PROBLEM REQUIREMENTS | Every line below that contains the word "matches" must be copied.

*** Block opens ***

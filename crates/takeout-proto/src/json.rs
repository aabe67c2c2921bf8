//! JSON dump codec
//!
//! ```json
//! {
//!   "format": "takeout-dump",
//!   "version": 1,
//!   "entries": [
//!     { "table": "Items", "columns": ["Id", "Name"], "values": [7, "lamp"] },
//!     { "comment": "Error exporting from Ratings: no such table: Ratings" }
//!   ]
//! }
//! ```
//!
//! Blobs are written as `{"blob": "<base64>"}` so they stay distinct from text.
//! Reals JSON numbers cannot hold become `{"real": "inf"}`, `"-inf"` or `"NaN"`.

use base64::{Engine as _, engine::general_purpose::STANDARD as BASE64};
use serde_json::{Map, Number, json};

use crate::dump::{Dump, DumpEntry, DumpRecord};
use crate::error::{ProtoError, ProtoResult};
use crate::value::Value;

const FORMAT_TAG: &str = "takeout-dump";
const FORMAT_VERSION: u64 = 1;

pub fn to_json(dump: &Dump) -> ProtoResult<Vec<u8>> {
    let entries: Vec<serde_json::Value> = dump
        .entries
        .iter()
        .map(|entry| match entry {
            DumpEntry::Row(record) => json!({
                "table": record.table,
                "columns": record.columns,
                "values": record.values.iter().map(value_to_json).collect::<Vec<_>>(),
            }),
            DumpEntry::Comment(text) => json!({ "comment": text }),
        })
        .collect();

    let doc = json!({
        "format": FORMAT_TAG,
        "version": FORMAT_VERSION,
        "entries": entries,
    });

    let mut bytes = serde_json::to_vec_pretty(&doc)?;
    bytes.push(b'\n');
    Ok(bytes)
}

pub fn parse_json(bytes: &[u8]) -> ProtoResult<Dump> {
    let doc: serde_json::Value = serde_json::from_slice(bytes)?;

    if doc.get("format").and_then(|f| f.as_str()) != Some(FORMAT_TAG) {
        return Err(ProtoError::InvalidFormat("not a takeout JSON dump".into()));
    }
    match doc.get("version").and_then(|v| v.as_u64()) {
        Some(FORMAT_VERSION) => {}
        other => {
            return Err(ProtoError::InvalidFormat(format!(
                "unsupported dump version {other:?}"
            )));
        }
    }

    let entries = doc
        .get("entries")
        .and_then(|e| e.as_array())
        .ok_or_else(|| ProtoError::InvalidFormat("missing entries".into()))?;

    let mut dump = Dump::new();
    for entry in entries {
        if let Some(comment) = entry.get("comment").and_then(|c| c.as_str()) {
            dump.push_comment(comment);
            continue;
        }
        dump.push_row(record_from_json(entry)?);
    }
    Ok(dump)
}

fn record_from_json(entry: &serde_json::Value) -> ProtoResult<DumpRecord> {
    let table = entry
        .get("table")
        .and_then(|t| t.as_str())
        .ok_or_else(|| ProtoError::InvalidFormat("row entry without table".into()))?;
    let columns: Vec<String> = serde_json::from_value(
        entry
            .get("columns")
            .cloned()
            .ok_or_else(|| ProtoError::InvalidFormat(format!("{table}: missing columns")))?,
    )?;
    let values = entry
        .get("values")
        .and_then(|v| v.as_array())
        .ok_or_else(|| ProtoError::InvalidFormat(format!("{table}: missing values")))?
        .iter()
        .map(value_from_json)
        .collect::<ProtoResult<Vec<_>>>()?;

    if columns.len() != values.len() {
        return Err(ProtoError::InvalidFormat(format!(
            "{table}: {} columns but {} values",
            columns.len(),
            values.len()
        )));
    }

    Ok(DumpRecord::new(table, columns, values))
}

fn value_to_json(value: &Value) -> serde_json::Value {
    match value {
        Value::Null => serde_json::Value::Null,
        Value::Integer(i) => serde_json::Value::from(*i),
        Value::Real(f) => match Number::from_f64(*f) {
            Some(n) => serde_json::Value::Number(n),
            None => json!({ "real": f.to_string() }),
        },
        Value::Text(s) => serde_json::Value::String(s.clone()),
        Value::Blob(bytes) => {
            let mut obj = Map::new();
            obj.insert("blob".into(), BASE64.encode(bytes).into());
            serde_json::Value::Object(obj)
        }
    }
}

fn value_from_json(value: &serde_json::Value) -> ProtoResult<Value> {
    match value {
        serde_json::Value::Null => Ok(Value::Null),
        serde_json::Value::Number(n) => {
            if let Some(i) = n.as_i64() {
                Ok(Value::Integer(i))
            } else {
                n.as_f64()
                    .map(Value::Real)
                    .ok_or_else(|| ProtoError::InvalidFormat(format!("unrepresentable number {n}")))
            }
        }
        serde_json::Value::String(s) => Ok(Value::Text(s.clone())),
        serde_json::Value::Object(obj) => {
            if let Some(real) = obj.get("real").and_then(|r| r.as_str()) {
                return real
                    .parse::<f64>()
                    .map(Value::Real)
                    .map_err(|_| ProtoError::InvalidFormat(format!("invalid real {real:?}")));
            }
            let b64 = obj
                .get("blob")
                .and_then(|b| b.as_str())
                .ok_or_else(|| ProtoError::InvalidFormat("object value without blob".into()))?;
            Ok(Value::Blob(BASE64.decode(b64)?))
        }
        other => Err(ProtoError::InvalidFormat(format!(
            "unsupported value {other}"
        ))),
    }
}

#[cfg(test)]
mod tests {
    use super::*;

    #[test]
    fn test_json_reparse_preserves_types() {
        let mut dump = Dump::new();
        dump.push_row(DumpRecord::new(
            "Items",
            vec!["a", "b", "c", "d", "e", "f", "g"]
                .into_iter()
                .map(String::from)
                .collect(),
            vec![
                Value::Integer(7),
                Value::Real(1.0),
                Value::Text("NULL".into()),
                Value::Null,
                Value::Blob(vec![0, 1, 2]),
                Value::Real(f64::INFINITY),
                Value::Real(f64::NEG_INFINITY),
            ],
        ));
        dump.push_comment("Error exporting from Ratings: boom");

        let bytes = to_json(&dump).unwrap();
        assert_eq!(parse_json(&bytes).unwrap(), dump);
    }

    #[test]
    fn test_non_finite_reals_are_tagged() {
        assert_eq!(value_to_json(&Value::Real(f64::INFINITY)), json!({ "real": "inf" }));
        assert_eq!(value_to_json(&Value::Real(f64::NEG_INFINITY)), json!({ "real": "-inf" }));
        assert_eq!(value_to_json(&Value::Real(f64::NAN)), json!({ "real": "NaN" }));

        let nan = value_from_json(&json!({ "real": "NaN" })).unwrap();
        assert!(matches!(nan, Value::Real(f) if f.is_nan()));
        assert!(value_from_json(&json!({ "real": "lots" })).is_err());
    }

    #[test]
    fn test_json_rejects_foreign_document() {
        let err = parse_json(br#"{"entries": []}"#).unwrap_err();
        assert!(matches!(err, ProtoError::InvalidFormat(_)));
    }
}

*** Block closes ***

FINISHED TASK |
        assert!(matches!(nan, Value::Real(f) if f.is_nan()));
        assert!(matches!(err, ProtoError::InvalidFormat(_)));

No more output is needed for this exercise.